Khamseen Dinar is another average Muslim kid. Everyone around him was listening to rap music, and dressing hip-hop so he started doing it too. He did not have any real goals in life. Islam was a cultural thing that he didn’t really get, and all his parents cared about was him getting a degree in something that didn’t interest him. But now he had something to aspire to. He got himself some Timbs, some Sean John shirts, and he slowly turned himself into a make believe thug. He wanted to make money, not to support a family or anything like that, but because he needed some dough to get a new car, and 22 inch rims. That is the bare ‘minimum level of emaan’ after all, anything less than Emmit Smiths is just plain embarassing – you may as well have hubcaps.


While these stories are not exhaustive, they do give a small glimpse into the direction our youth are heading. The main theme here is that they obviously lack Islamic education, but they also lack a real identity. Hip Hop is something that gives them a shared set of values, and a lifestyle that is enjoyable. Who wouldn’t want easy women and nice things? It’s a glorified lifestyle of satisfying all the urges man has to excess. On top of this it is not just people involved in the music industry, but this can be seen carried over into sports and other industries. Success is defined by the attainment of these objectives.

And even those who say they are not looking at those objects in this sense – then why do they still adopt the culture? It is easy to say the Sahabah are your role models, but what does that statement mean if you are walking aroud wearing a Lebron James jersey with your Carmelo Anthony endorsed shoes.

Young Muslim kids act like wanna-be thugs because they think its cool. It gives them an identity, they fit in, they feel manly. They have not had adequate exposure to real Islamic values, and real Islamic role models.

It is often joked that these rappers convince these kids into acting like this while they are laughing on their way to the bank.

One point not mentioned in the stories above though, is the double standards set by the parents of many of these children. The same parents who discourage their children from listening to things like rap or looking up to these people as role models are the same ones who listen and dance to Bollywood and Arabic music. They are the same ones who live their lives as if they are a hindu family from an Indian movie.
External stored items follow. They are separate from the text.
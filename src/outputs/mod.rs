//! Export of collected articles.
//!
//! # Submodules
//!
//! - [`spreadsheet`]: the `.xlsx` workbook
//! - [`images`]: thumbnail downloads
//!
//! # Output Structure
//!
//! ```text
//! output_dir/
//! ├── news_list.xlsx
//! └── news_images/
//!     ├── 3f9a0c12.jpg
//!     └── 7be41d07.png
//! ```
//!
//! A row whose published time cannot be resolved is skipped. A thumbnail that
//! fails to download leaves its row in place with the bare image id.

pub mod images;
pub mod spreadsheet;

use crate::config::Settings;
use crate::dates::resolve_date;
use crate::error::{DateError, ExportError};
use crate::models::{ArticleRecord, ExportRow};
use crate::utils::{contains_any_keyword, strip_ellipsis};
use chrono::NaiveDateTime;
use images::ImageFetcher;
use spreadsheet::SpreadsheetWriter;
use std::path::PathBuf;
use tokio::fs;
use tracing::{debug, error, info, instrument, warn};
use uuid::Uuid;

#[derive(Debug, Default, PartialEq, Eq)]
pub struct ExportSummary {
    pub path: PathBuf,
    pub rows: usize,
    /// Records dropped because their date could not be resolved.
    pub skipped: usize,
    pub images_saved: usize,
    pub images_failed: usize,
}

/// Short random identifier used as an image's base filename.
pub fn new_image_id() -> String {
    let mut id = Uuid::new_v4().simple().to_string();
    id.truncate(8);
    id
}

/// Turn a record into a spreadsheet row.
pub fn build_row(
    record: &ArticleRecord,
    keywords: &[String],
    image_id: &str,
    now: NaiveDateTime,
) -> Result<ExportRow, DateError> {
    let date = resolve_date(&record.published_time, now)?;
    let title = strip_ellipsis(&record.title);
    let description = strip_ellipsis(&record.description);
    let has_amount = contains_any_keyword(keywords, &[title.as_str(), description.as_str()]);

    Ok(ExportRow {
        title,
        date,
        description,
        image_filename: image_id.to_string(),
        phrase_count: record.phrase_count,
        has_amount,
    })
}

/// Write `records` to the workbook and their thumbnails to the images directory.
#[instrument(level = "info", skip_all, fields(count = records.len()))]
pub async fn export_records(
    records: &[ArticleRecord],
    settings: &Settings,
    fetcher: &ImageFetcher,
    now: NaiveDateTime,
) -> Result<ExportSummary, ExportError> {
    let images_dir = settings.images_dir();
    fs::create_dir_all(&images_dir).await?;

    let mut summary = ExportSummary {
        path: settings.workbook_path(),
        ..Default::default()
    };
    let mut sheet = SpreadsheetWriter::new()?;

    for record in records {
        let image_id = new_image_id();
        let mut row = match build_row(record, &settings.monetary_keywords, &image_id, now) {
            Ok(row) => row,
            Err(e) => {
                error!(error = %e, title = %record.title, "Cannot resolve article date; skipping row");
                summary.skipped += 1;
                continue;
            }
        };

        if record.image_url.is_empty() {
            debug!(title = %row.title, "Article has no image");
        } else {
            match fetcher.download(&record.image_url, &images_dir, &image_id).await {
                Ok(path) => {
                    if let Some(name) = path.file_name() {
                        row.image_filename = name.to_string_lossy().into_owned();
                    }
                    summary.images_saved += 1;
                }
                Err(e) => {
                    warn!(error = %e, url = %record.image_url, "Image download failed; row kept without image");
                    summary.images_failed += 1;
                }
            }
        }

        sheet.append(&row)?;
    }

    summary.rows = sheet.rows();
    sheet.save(&summary.path)?;
    info!(
        path = %summary.path.display(),
        rows = summary.rows,
        skipped = summary.skipped,
        images_saved = summary.images_saved,
        images_failed = summary.images_failed,
        "Export complete"
    );
    Ok(summary)
}

#[cfg(test)]
mod tests {
    use super::*;
    use crate::retry::RetryPolicy;
    use chrono::NaiveDate;
    use httpmock::prelude::*;
    use std::time::Duration;

    fn now() -> NaiveDateTime {
        NaiveDate::from_ymd_opt(2025, 1, 10)
            .unwrap()
            .and_hms_opt(9, 0, 0)
            .unwrap()
    }

    fn record(time: &str, title: &str, description: &str, image_url: &str) -> ArticleRecord {
        ArticleRecord {
            published_time: time.to_string(),
            title: title.to_string(),
            description: description.to_string(),
            phrase_count: 1,
            image_url: image_url.to_string(),
        }
    }

    fn keywords() -> Vec<String> {
        Settings::default().monetary_keywords
    }

    #[test]
    fn test_image_id_is_eight_hex_chars() {
        let id = new_image_id();
        assert_eq!(id.len(), 8);
        assert!(id.chars().all(|c| c.is_ascii_hexdigit()));
        assert_ne!(new_image_id(), new_image_id());
    }

    #[test]
    fn test_build_row_flags_money() {
        let row = build_row(
            &record("3 days ago", "Dollar prices surge", "Markets react ...", ""),
            &keywords(),
            "ab12cd34",
            now(),
        )
        .unwrap();
        assert!(row.has_amount);
        assert_eq!(row.date, "Jan 07, 2025");
        assert_eq!(row.description, "Markets react");
        assert_eq!(row.image_filename, "ab12cd34");
        assert_eq!(row.phrase_count, 1);
    }

    #[test]
    fn test_build_row_without_money() {
        let row = build_row(
            &record("Jul 15, 2023", "Weather update", "Rain expected", ""),
            &keywords(),
            "ab12cd34",
            now(),
        )
        .unwrap();
        assert!(!row.has_amount);
        assert_eq!(row.date, "Jul 15, 2023");
    }

    #[test]
    fn test_build_row_rejects_bad_relative_date() {
        let err = build_row(&record("ages ago", "T", "D", ""), &keywords(), "x", now()).unwrap_err();
        assert!(matches!(err, DateError::UnrecognizedRelative(_)));
    }

    #[tokio::test]
    async fn test_export_keeps_rows_when_images_fail() {
        let server = MockServer::start_async().await;
        server
            .mock_async(|when, then| {
                when.method(GET).path("/ok.jpg");
                then.status(200).header("Content-Type", "image/jpeg").body("jpeg");
            })
            .await;
        server
            .mock_async(|when, then| {
                when.method(GET).path("/broken.jpg");
                then.status(500);
            })
            .await;

        let dir = tempfile::tempdir().unwrap();
        let settings = Settings {
            output_dir: dir.path().to_path_buf(),
            ..Settings::default()
        };
        let fetcher = ImageFetcher::new(Duration::from_secs(5), RetryPolicy::immediate(0)).unwrap();
        let records = vec![
            record("1 hour ago", "Price of oil", "Up", &server.url("/ok.jpg")),
            record("2 hours ago", "Broken image", "Down", &server.url("/broken.jpg")),
            record("5 fortnights ago", "Bad date", "Dropped", ""),
            record("Jul 15, 2023", "No image", "Kept", ""),
        ];

        let summary = export_records(&records, &settings, &fetcher, now()).await.unwrap();

        assert_eq!(summary.rows, 3);
        assert_eq!(summary.skipped, 1);
        assert_eq!(summary.images_saved, 1);
        assert_eq!(summary.images_failed, 1);
        assert_eq!(summary.path, dir.path().join("news_list.xlsx"));
        assert!(summary.path.exists());

        let saved: Vec<_> = std::fs::read_dir(settings.images_dir())
            .unwrap()
            .map(|e| e.unwrap().file_name().to_string_lossy().into_owned())
            .collect();
        assert_eq!(saved.len(), 1);
        assert!(saved[0].ends_with(".jpg"));
    }
}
Thus, these role models and parental figures are in no position to then address the haram aspects of hip-hop culture, such as the vile lyrics and music found therein. They do not have a proper foundation of Islamic values to teach the true meaning of Islamic identity and the pride and self-respect that a Muslim has. They have not fostered relationships with others so that their children can have a solid foundational peer group of friends who are practicing Muslims. Instead, we find them indulging in the same vices, but from a different culture, and instead of addressing issues with hikmah, they yell like immature children.

These kids have not been given the proper knowledge to be comfortable taking Islam as their true way of life, and have thus adopted the way of life of those around them instead.
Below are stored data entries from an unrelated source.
//! Data models that flow through a sweep.
//!
//! - [`SearchTarget`]: what the feed is searched for
//! - [`ArticleRecord`]: one article as scraped from the feed
//! - [`RecencyThreshold`]: the oldest month still worth keeping
//! - [`ExportRow`]: one spreadsheet row
//!
//! Records are plain owned values. The collector produces them, the exporter
//! consumes them once, and nothing holds on to them afterwards.

use chrono::{Datelike, Local, NaiveDate};
use std::fmt;

/// Query term used when neither a phrase nor a category was supplied.
pub const DEFAULT_SEARCH_TERM: &str = "breaking";

/// The thing a feed is searched for.
///
/// A non-blank phrase wins over a category; with neither, the feed falls back
/// to [`DEFAULT_SEARCH_TERM`].
#[derive(Debug, Clone, PartialEq, Eq)]
pub enum SearchTarget {
    Phrase(String),
    Category(String),
    Breaking,
}

impl SearchTarget {
    pub fn new(category: Option<&str>, search_phrase: Option<&str>) -> Self {
        let non_blank = |s: Option<&str>| {
            s.map(str::trim)
                .filter(|s| !s.is_empty())
                .map(str::to_string)
        };

        if let Some(phrase) = non_blank(search_phrase) {
            SearchTarget::Phrase(phrase)
        } else if let Some(category) = non_blank(category) {
            SearchTarget::Category(category)
        } else {
            SearchTarget::Breaking
        }
    }

    /// The term placed in the search URL.
    pub fn query(&self) -> &str {
        match self {
            SearchTarget::Phrase(p) => p,
            SearchTarget::Category(c) => c,
            SearchTarget::Breaking => DEFAULT_SEARCH_TERM,
        }
    }

    /// The phrase whose occurrences are counted per article, if any.
    pub fn phrase(&self) -> Option<&str> {
        match self {
            SearchTarget::Phrase(p) => Some(p),
            _ => None,
        }
    }
}

/// One article summary scraped from the feed.
///
/// Two records with identical fields are the same article.
#[derive(Debug, Clone, PartialEq, Eq, Hash)]
pub struct ArticleRecord {
    /// Either a relative time ("3 days ago") or an absolute date ("Jul 15, 2023").
    pub published_time: String,
    pub title: String,
    pub description: String,
    /// Case-insensitive occurrences of the search phrase in title + description.
    pub phrase_count: usize,
    pub image_url: String,
}

/// Calendar month before which articles are dropped.
#[derive(Debug, Clone, Copy, PartialEq, Eq)]
pub struct RecencyThreshold {
    /// 1..=12
    pub month: u32,
    pub year: i32,
}

impl RecencyThreshold {
    /// The calendar month `months` months before `today`.
    ///
    /// # Examples
    ///
    /// ```ignore
    /// let july = NaiveDate::from_ymd_opt(2024, 7, 10).unwrap();
    /// let t = RecencyThreshold::months_before(july, 15);
    /// assert_eq!((t.month, t.year), (4, 2023));
    /// ```
    pub fn months_before(today: NaiveDate, months: u32) -> Self {
        let mut month = today.month() as i64 - months as i64;
        let mut year = today.year() as i64;

        if month <= 0 {
            let years_back = month.abs() / 12 + 1;
            year -= years_back;
            month += 12 * years_back;
        }

        Self {
            month: month as u32,
            year: year as i32,
        }
    }

    pub fn from_now(months: u32) -> Self {
        Self::months_before(Local::now().date_naive(), months)
    }

    /// Whether an article published in `(year, month)` is recent enough.
    pub fn admits(&self, year: i32, month: u32) -> bool {
        (year, month) >= (self.year, self.month)
    }
}

impl fmt::Display for RecencyThreshold {
    fn fmt(&self, f: &mut fmt::Formatter<'_>) -> fmt::Result {
        write!(f, "{:04}-{:02}", self.year, self.month)
    }
}

/// One spreadsheet row, in header order.
#[derive(Debug, Clone, PartialEq, Eq)]
pub struct ExportRow {
    pub title: String,
    pub date: String,
    pub description: String,
    pub image_filename: String,
    pub phrase_count: usize,
    pub has_amount: bool,
}

#[cfg(test)]
mod tests {
    use super::*;

    fn ymd(y: i32, m: u32, d: u32) -> NaiveDate {
        NaiveDate::from_ymd_opt(y, m, d).unwrap()
    }

    #[test]
    fn test_phrase_wins_over_category() {
        let target = SearchTarget::new(Some("economy"), Some("inflation"));
        assert_eq!(target, SearchTarget::Phrase("inflation".to_string()));
        assert_eq!(target.query(), "inflation");
        assert_eq!(target.phrase(), Some("inflation"));
    }

    #[test]
    fn test_category_when_phrase_blank() {
        let target = SearchTarget::new(Some("economy"), Some("   "));
        assert_eq!(target, SearchTarget::Category("economy".to_string()));
        assert_eq!(target.phrase(), None);
    }

    #[test]
    fn test_default_term() {
        let target = SearchTarget::new(None, None);
        assert_eq!(target, SearchTarget::Breaking);
        assert_eq!(target.query(), "breaking");
    }

    #[test]
    fn test_threshold_rolls_back_across_years() {
        let t = RecencyThreshold::months_before(ymd(2024, 7, 10), 15);
        assert_eq!((t.month, t.year), (4, 2023));
    }

    #[test]
    fn test_threshold_matches_calendar_subtraction() {
        let today = ymd(2024, 7, 10);
        for n in 0..60u32 {
            let t = RecencyThreshold::months_before(today, n);
            let expected = today.checked_sub_months(chrono::Months::new(n)).unwrap();
            assert_eq!(
                (t.month, t.year),
                (expected.month(), expected.year()),
                "lookback {n}"
            );
        }
    }

    #[test]
    fn test_threshold_edge_months() {
        assert_eq!(RecencyThreshold::months_before(ymd(2024, 7, 1), 0).month, 7);
        let dec = RecencyThreshold::months_before(ymd(2024, 12, 1), 12);
        assert_eq!((dec.month, dec.year), (12, 2023));
        let jan = RecencyThreshold::months_before(ymd(2024, 1, 31), 1);
        assert_eq!((jan.month, jan.year), (12, 2023));
    }

    #[test]
    fn test_admits_compares_year_then_month() {
        let t = RecencyThreshold { month: 6, year: 2023 };
        assert!(t.admits(2023, 6));
        assert!(t.admits(2024, 1));
        assert!(!t.admits(2023, 5));
        assert!(!t.admits(2022, 12));
    }

    #[test]
    fn test_article_records_compare_by_all_fields() {
        let a = ArticleRecord {
            published_time: "2 hours ago".to_string(),
            title: "Title".to_string(),
            description: "Desc".to_string(),
            phrase_count: 1,
            image_url: "https://example.com/a.jpg".to_string(),
        };
        let mut b = a.clone();
        assert_eq!(a, b);
        b.phrase_count = 2;
        assert_ne!(a, b);
    }
}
If this phenomenon was not strange enough, there is not a flip side to this phenomenon.

Rappers and Entertainers Embracing Islam

This is a huge phenomenon that has gone somewhat under the radar. People know about it, but it does not receive the due attention it deserves. What is causing all these famous people to accept Islam?? I wish that we could somehow sit down and talk to them.

Just a quick list of people who are Muslim – Everlast, Mos Def, Common (you know him from this ad), Ghostface Killah, Napoleon from Tupac’s Outlawz, Lupe Fiasco, Akon (who by the way admitted to having 3 wives since it’s allowed in Islam), Jermaine Jackson, Taleb Kweli, Ice Cube, Busta Rhymes, T Pain, Dave Chappelle, and many many others.

Alhamdulillah that so many of these influential people are accepting Islam. It remains to be seen though that their Islam is more publicised. I strongly believe that by being looked up to by so many people (especially non-Muslims) would be a good push to get some good publicity about Islam. These are the role models for many people. Unfortunately, our Muslim youth are falling behind and being 2 steps back when in reality they should be 2 steps ahead of the game.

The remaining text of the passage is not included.